### What you should do
Work through the records that follow and return each line containing the word "matches".

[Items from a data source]
++++++++++

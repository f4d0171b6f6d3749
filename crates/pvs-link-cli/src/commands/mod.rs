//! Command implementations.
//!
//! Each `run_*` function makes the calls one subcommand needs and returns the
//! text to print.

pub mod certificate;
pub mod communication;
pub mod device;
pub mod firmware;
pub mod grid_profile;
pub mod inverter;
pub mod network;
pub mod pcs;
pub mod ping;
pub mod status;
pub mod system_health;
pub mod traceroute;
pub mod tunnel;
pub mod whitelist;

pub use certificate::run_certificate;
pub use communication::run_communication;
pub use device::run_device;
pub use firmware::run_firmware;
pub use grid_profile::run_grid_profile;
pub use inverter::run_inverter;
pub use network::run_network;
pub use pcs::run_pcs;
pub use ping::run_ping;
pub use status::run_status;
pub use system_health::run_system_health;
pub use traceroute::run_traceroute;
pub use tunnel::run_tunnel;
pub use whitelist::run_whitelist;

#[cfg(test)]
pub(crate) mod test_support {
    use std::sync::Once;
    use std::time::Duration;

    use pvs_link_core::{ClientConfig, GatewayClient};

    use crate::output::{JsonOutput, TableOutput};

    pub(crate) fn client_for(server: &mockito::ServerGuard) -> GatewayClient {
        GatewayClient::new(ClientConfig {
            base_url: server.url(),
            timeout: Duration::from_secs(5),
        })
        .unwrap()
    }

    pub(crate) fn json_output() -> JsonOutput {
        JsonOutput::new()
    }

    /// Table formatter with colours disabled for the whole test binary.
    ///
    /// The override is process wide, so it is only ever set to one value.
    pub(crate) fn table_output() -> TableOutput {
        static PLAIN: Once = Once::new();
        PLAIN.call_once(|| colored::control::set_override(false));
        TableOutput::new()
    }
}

++++++++++

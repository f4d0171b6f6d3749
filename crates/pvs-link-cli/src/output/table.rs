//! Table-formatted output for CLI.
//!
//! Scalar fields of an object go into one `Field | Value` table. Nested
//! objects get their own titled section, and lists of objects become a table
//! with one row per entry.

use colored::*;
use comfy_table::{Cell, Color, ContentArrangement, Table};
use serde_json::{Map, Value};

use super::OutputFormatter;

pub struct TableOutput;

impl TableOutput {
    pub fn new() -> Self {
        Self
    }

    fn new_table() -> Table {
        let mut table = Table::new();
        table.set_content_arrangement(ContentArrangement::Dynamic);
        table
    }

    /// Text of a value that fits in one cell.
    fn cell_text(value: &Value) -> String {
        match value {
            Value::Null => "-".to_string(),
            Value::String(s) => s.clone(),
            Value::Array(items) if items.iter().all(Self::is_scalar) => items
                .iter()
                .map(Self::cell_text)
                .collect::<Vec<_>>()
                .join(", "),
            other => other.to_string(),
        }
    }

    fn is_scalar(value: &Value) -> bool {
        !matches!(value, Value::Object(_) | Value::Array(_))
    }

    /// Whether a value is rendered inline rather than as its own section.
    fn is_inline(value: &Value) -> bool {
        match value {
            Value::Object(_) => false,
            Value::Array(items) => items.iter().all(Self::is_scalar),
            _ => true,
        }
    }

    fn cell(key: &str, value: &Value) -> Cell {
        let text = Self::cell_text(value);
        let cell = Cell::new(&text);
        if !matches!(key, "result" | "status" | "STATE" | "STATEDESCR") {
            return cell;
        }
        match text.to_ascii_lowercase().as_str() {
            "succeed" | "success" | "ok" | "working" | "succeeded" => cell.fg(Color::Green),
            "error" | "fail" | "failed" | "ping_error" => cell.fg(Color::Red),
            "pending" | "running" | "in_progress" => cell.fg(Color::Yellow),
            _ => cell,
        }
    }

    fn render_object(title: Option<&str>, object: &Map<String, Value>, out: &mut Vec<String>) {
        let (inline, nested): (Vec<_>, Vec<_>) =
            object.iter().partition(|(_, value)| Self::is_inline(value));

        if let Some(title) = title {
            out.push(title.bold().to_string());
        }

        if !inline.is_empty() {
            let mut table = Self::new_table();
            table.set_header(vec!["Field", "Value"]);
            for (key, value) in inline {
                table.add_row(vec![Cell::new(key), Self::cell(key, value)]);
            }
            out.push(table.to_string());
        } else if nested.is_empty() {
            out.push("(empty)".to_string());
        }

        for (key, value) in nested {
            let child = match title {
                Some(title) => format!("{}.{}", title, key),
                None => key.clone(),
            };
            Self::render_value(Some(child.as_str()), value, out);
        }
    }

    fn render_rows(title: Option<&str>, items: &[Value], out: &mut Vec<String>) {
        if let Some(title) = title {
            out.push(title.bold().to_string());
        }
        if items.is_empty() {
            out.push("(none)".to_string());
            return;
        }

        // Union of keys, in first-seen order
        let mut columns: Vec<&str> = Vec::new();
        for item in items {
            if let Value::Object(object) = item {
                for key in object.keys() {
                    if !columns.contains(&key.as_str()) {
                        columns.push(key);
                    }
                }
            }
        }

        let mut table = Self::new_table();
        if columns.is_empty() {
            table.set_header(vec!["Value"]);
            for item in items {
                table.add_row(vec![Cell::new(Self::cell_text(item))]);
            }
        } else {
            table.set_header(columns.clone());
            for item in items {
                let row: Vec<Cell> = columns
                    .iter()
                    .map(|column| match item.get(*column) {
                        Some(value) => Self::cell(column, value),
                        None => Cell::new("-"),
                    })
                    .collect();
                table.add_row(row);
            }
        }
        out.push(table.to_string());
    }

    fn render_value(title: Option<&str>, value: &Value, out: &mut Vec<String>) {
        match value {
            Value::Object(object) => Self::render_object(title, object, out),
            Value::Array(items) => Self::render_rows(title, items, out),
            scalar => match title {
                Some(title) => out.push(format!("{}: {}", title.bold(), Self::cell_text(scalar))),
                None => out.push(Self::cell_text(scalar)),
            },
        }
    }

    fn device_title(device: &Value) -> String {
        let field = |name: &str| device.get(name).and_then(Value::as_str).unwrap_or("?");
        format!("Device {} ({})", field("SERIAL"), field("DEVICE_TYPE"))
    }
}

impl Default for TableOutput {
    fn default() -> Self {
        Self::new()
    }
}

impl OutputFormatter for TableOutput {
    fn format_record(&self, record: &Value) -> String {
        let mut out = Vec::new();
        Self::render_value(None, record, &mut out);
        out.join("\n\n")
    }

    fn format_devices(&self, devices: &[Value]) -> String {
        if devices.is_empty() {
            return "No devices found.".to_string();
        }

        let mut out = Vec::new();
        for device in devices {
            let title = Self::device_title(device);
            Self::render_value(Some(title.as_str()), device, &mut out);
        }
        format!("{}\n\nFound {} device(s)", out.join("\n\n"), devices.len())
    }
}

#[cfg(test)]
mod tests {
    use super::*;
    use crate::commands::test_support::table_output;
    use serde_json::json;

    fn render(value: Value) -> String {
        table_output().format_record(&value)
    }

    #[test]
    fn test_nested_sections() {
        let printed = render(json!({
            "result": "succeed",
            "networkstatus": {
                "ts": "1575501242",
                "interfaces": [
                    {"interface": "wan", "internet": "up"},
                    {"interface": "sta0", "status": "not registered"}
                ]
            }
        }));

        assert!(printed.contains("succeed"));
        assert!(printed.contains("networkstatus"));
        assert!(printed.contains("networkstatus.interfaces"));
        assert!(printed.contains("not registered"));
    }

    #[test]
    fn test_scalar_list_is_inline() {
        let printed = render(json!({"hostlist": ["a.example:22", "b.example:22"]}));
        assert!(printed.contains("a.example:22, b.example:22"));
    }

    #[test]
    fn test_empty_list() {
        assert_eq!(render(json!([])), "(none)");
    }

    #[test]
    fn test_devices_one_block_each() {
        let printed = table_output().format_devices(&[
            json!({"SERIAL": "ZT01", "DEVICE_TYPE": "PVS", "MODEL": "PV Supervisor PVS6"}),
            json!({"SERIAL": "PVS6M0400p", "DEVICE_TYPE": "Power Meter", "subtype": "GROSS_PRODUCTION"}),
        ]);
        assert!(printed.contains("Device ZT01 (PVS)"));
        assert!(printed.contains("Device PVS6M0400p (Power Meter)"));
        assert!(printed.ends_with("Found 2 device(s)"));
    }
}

++++++++++

### Answer
        !matches!(value, Value::Object(_) | Value::Array(_))
        if !matches!(key, "result" | "status" | "STATE" | "STATEDESCR") {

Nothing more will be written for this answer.